Two studies examine results with two powerful MRI approaches.
Extensive research has been done with neuroimaging methods in people with AN. Much of this work has focused on two areas. Older studies used simple structural imaging methods to look at changes in brain volume when people were at a low weight; these studies have often shown reductions in brain volume. More recently, functional magnetic resonance imaging (fMRI) studies have examined brain activity in a brain region (or in brain circuits), either while an individual is at rest or performing a task. Recent research expanding into use of newer neuroimaging methods is providing more detail. Two recently published studies provide excellent examples.
A study with very-high-field MRI
First, Pappaianni and colleagues (Sci Rep. 2022. 16:2589) described their pilot study using very-high-field MRI to look at detailed measures of the amount of myelination in white matter. In this study, 7 people with AN and 9 healthy comparison participants were studied using a 7-Tesla MRI scanner that allowed detailed measurement of the amount of myelin (the Tesla designation measures the strength of the magnet used in the MRI).The results showed less myelin in those with AN; the authors note that they could not tell if this played a role in developing AN or was a result of it. [The FDA approved the very-high-field MRI system in late 2017.]

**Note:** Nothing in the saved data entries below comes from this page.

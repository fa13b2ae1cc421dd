//! Components: SCC-seeded groups of top-level items.
//!
//! Components live in an arena addressed by stable identifiers. A merge
//! retires its two operands and allocates a fresh identifier holding the
//! union, so there is no in-place mutation of shared lists and no iterator
//! invalidation while packing rewrites the layout.

use crate::{
    extractor::TopLevelItem,
    graph::SymbolGraph,
    naming::module_name_for_component,
    types::FxIndexMap,
};

/// Stable handle for a component in the arena. Identifiers are never
/// reused; a retired identifier stays dead.
#[derive(Debug, Clone, Copy, PartialEq, Eq, Hash)]
pub struct ComponentId(u32);

impl ComponentId {
    fn index(self) -> usize {
        self.0 as usize
    }
}

/// A group of top-level items destined for one output module.
///
/// Seeded from an SCC of the dependency graph and grown only by merging;
/// a component never splits, so mutually dependent symbols stay together.
#[derive(Debug, Clone)]
pub struct Component {
    /// Member symbol names, case-insensitively sorted.
    pub names: Vec<String>,
    /// Indices into the extracted item list.
    pub item_indices: Vec<usize>,
    pub module_name: String,
    /// Reserved components (`constants`, `core`) keep their name and are
    /// exempt from size-driven merging.
    pub reserved: bool,
}

impl Component {
    /// Total source-line count of all member items.
    pub fn line_count(&self, items: &[TopLevelItem]) -> usize {
        self.item_indices
            .iter()
            .map(|&i| items[i].line_count())
            .sum()
    }

    /// True when every member is a constant binding.
    pub fn is_constant_only(&self, items: &[TopLevelItem]) -> bool {
        self.item_indices.iter().all(|&i| items[i].kind.is_constant())
    }
}

/// Arena of components addressed by stable identifiers.
#[derive(Debug, Default)]
pub struct ComponentArena {
    slots: Vec<Option<Component>>,
}

impl ComponentArena {
    pub fn alloc(&mut self, component: Component) -> ComponentId {
        let id = ComponentId(u32::try_from(self.slots.len()).unwrap_or(u32::MAX));
        self.slots.push(Some(component));
        id
    }

    pub fn get(&self, id: ComponentId) -> Option<&Component> {
        self.slots.get(id.index()).and_then(Option::as_ref)
    }

    pub fn get_mut(&mut self, id: ComponentId) -> Option<&mut Component> {
        self.slots.get_mut(id.index()).and_then(Option::as_mut)
    }

    /// Live identifiers in allocation order. Merged components appear after
    /// their operands, matching the deterministic tie-break order packing
    /// relies on.
    pub fn live_ids(&self) -> Vec<ComponentId> {
        self.slots
            .iter()
            .enumerate()
            .filter_map(|(i, slot)| slot.as_ref().map(|_| ComponentId(i as u32)))
            .collect()
    }

    pub fn live_count(&self) -> usize {
        self.slots.iter().filter(|slot| slot.is_some()).count()
    }

    /// Retire `a` and `b`, allocate their union.
    ///
    /// The union's member list is re-sorted case-insensitively and its
    /// module name re-derived from the full symbol set, unless a reserved
    /// name is imposed.
    pub fn merge(
        &mut self,
        a: ComponentId,
        b: ComponentId,
        reserved_name: Option<&str>,
    ) -> ComponentId {
        let first = self.slots[a.index()].take();
        let second = self.slots[b.index()].take();
        let (Some(first), Some(second)) = (first, second) else {
            unreachable!("merge operands must be live");
        };

        let mut names = first.names;
        names.extend(second.names);
        names.sort_by_key(|n| n.to_lowercase());
        let mut item_indices = first.item_indices;
        item_indices.extend(second.item_indices);

        let (module_name, reserved) = match reserved_name {
            Some(name) => (name.to_string(), true),
            None => (module_name_for_component(&names), false),
        };
        log::debug!(
            "merged components {:?} + {:?} -> {module_name}",
            first.module_name,
            second.module_name
        );

        self.alloc(Component {
            names,
            item_indices,
            module_name,
            reserved,
        })
    }

    /// Drain into the final component list, in identifier order.
    pub fn into_components(self) -> Vec<Component> {
        self.slots.into_iter().flatten().collect()
    }
}

/// Seed the arena from the dependency graph's SCCs.
///
/// Members of each component are sorted case-insensitively and the initial
/// module name is derived from them. Components are inserted in ascending
/// order of external dependency count, which packing later uses as its
/// deterministic tie-break.
pub fn build_components(items: &[TopLevelItem], graph: &SymbolGraph) -> ComponentArena {
    let index_by_name: FxIndexMap<&str, usize> = items
        .iter()
        .enumerate()
        .map(|(i, item)| (item.name.as_str(), i))
        .collect();

    let mut seeded: Vec<Component> = graph
        .strongly_connected_components()
        .into_iter()
        .map(|mut names| {
            names.sort_by_key(|n| n.to_lowercase());
            let item_indices = names
                .iter()
                .filter_map(|name| index_by_name.get(name.as_str()).copied())
                .collect();
            let module_name = module_name_for_component(&names);
            Component {
                names,
                item_indices,
                module_name,
                reserved: false,
            }
        })
        .collect();

    seeded.sort_by_key(|component| graph.external_dependency_count(&component.names));

    let mut arena = ComponentArena::default();
    for component in seeded {
        arena.alloc(component);
    }
    arena
}

/// Rebuild the symbol -> module-name map from the final components.
///
/// Always built from scratch after packing and collision resolution; the
/// map is never patched incrementally.
pub fn rebuild_symbol_map(components: &[Component]) -> FxIndexMap<String, String> {
    let mut map = FxIndexMap::default();
    for component in components {
        for name in &component.names {
            map.insert(name.clone(), component.module_name.clone());
        }
    }
    map
}

#[cfg(test)]
mod tests {
    use super::*;
    use crate::extractor::extract;

    fn arena_for(source: &str) -> (Vec<TopLevelItem>, ComponentArena) {
        let module = extract(source).unwrap();
        let graph = SymbolGraph::from_items(&module.items);
        let arena = build_components(&module.items, &graph);
        (module.items, arena)
    }

    #[test]
    fn test_scc_members_share_component() {
        let (_, arena) = arena_for("def f():\n    return g()\n\ndef g():\n    return f()\n");
        let ids = arena.live_ids();
        assert_eq!(ids.len(), 1);
        let component = arena.get(ids[0]).unwrap();
        assert_eq!(component.names, vec!["f".to_string(), "g".to_string()]);
        assert_eq!(component.module_name, "f_g");
    }

    #[test]
    fn test_components_ordered_by_external_deps() {
        let source = "def leaf():\n    pass\n\ndef caller():\n    return leaf()\n";
        let (_, arena) = arena_for(source);
        let ids = arena.live_ids();
        let first = arena.get(ids[0]).unwrap();
        let second = arena.get(ids[1]).unwrap();
        assert_eq!(first.names, vec!["leaf".to_string()]);
        assert_eq!(second.names, vec!["caller".to_string()]);
    }

    #[test]
    fn test_merge_retires_operands_and_allocates_union() {
        let (_, mut arena) = arena_for("def a():\n    pass\n\ndef b():\n    pass\n");
        let ids = arena.live_ids();
        let merged = arena.merge(ids[0], ids[1], None);
        assert!(arena.get(ids[0]).is_none());
        assert!(arena.get(ids[1]).is_none());
        let union = arena.get(merged).unwrap();
        assert_eq!(union.names, vec!["a".to_string(), "b".to_string()]);
        assert_eq!(union.module_name, "a_b");
        assert!(!union.reserved);
        assert_eq!(arena.live_count(), 1);
    }

    #[test]
    fn test_merge_with_reserved_name() {
        let (_, mut arena) = arena_for("A = 1\n\nB = 2\n");
        let ids = arena.live_ids();
        let merged = arena.merge(ids[0], ids[1], Some("constants"));
        let union = arena.get(merged).unwrap();
        assert_eq!(union.module_name, "constants");
        assert!(union.reserved);
    }

    #[test]
    fn test_rebuild_symbol_map() {
        let (_, arena) = arena_for("def a():\n    pass\n\ndef b():\n    pass\n");
        let components = arena.into_components();
        let map = rebuild_symbol_map(&components);
        assert_eq!(map.get("a").unwrap(), "a");
        assert_eq!(map.get("b").unwrap(), "b");
    }
}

DWI: a different, powerful tool
A second study used a different powerful technique to study brain function. Dr. Daniel Geisler of Techniechnische Universität Dresden, Dresden, Germany, and his colleagues used diffusion weighted imaging (DWI) to study the brains of young men (mean age: 16.3 years) acutely ill with anorexia nervosa (J Am Acad Child Adolesc Psychiatry. 2022. 61:331).
DWI approaches measure the diffusion of water molecules within neurons to create images of neural tracts in the brain, and thus can show whether tract architecture is normal or abnormal, and whether connectivity in those areas is lower or higher. Limited prior studies have used this powerful technique in those with AN, with mixed findings. In this large study (96 adolescents with AN and 96 matched controls), DWI was used to examine these tracts, or connections, across the entire brain.
The results showed significantly different connectivity in those with AN than in the controls. In three regions of the brain, it showed stronger connections, and in three other regions the authors observed what appeared to be diminished connections. Just as Pappaianni and colleagues’ study found, the German researchers could not specify whether the changes they observed might result from AN or might predispose the patient to it.
Taken together, these studies suggest that continued use of more powerful neuroimaging techniques will tell us in ever-greater detail about brain changes associated with AN.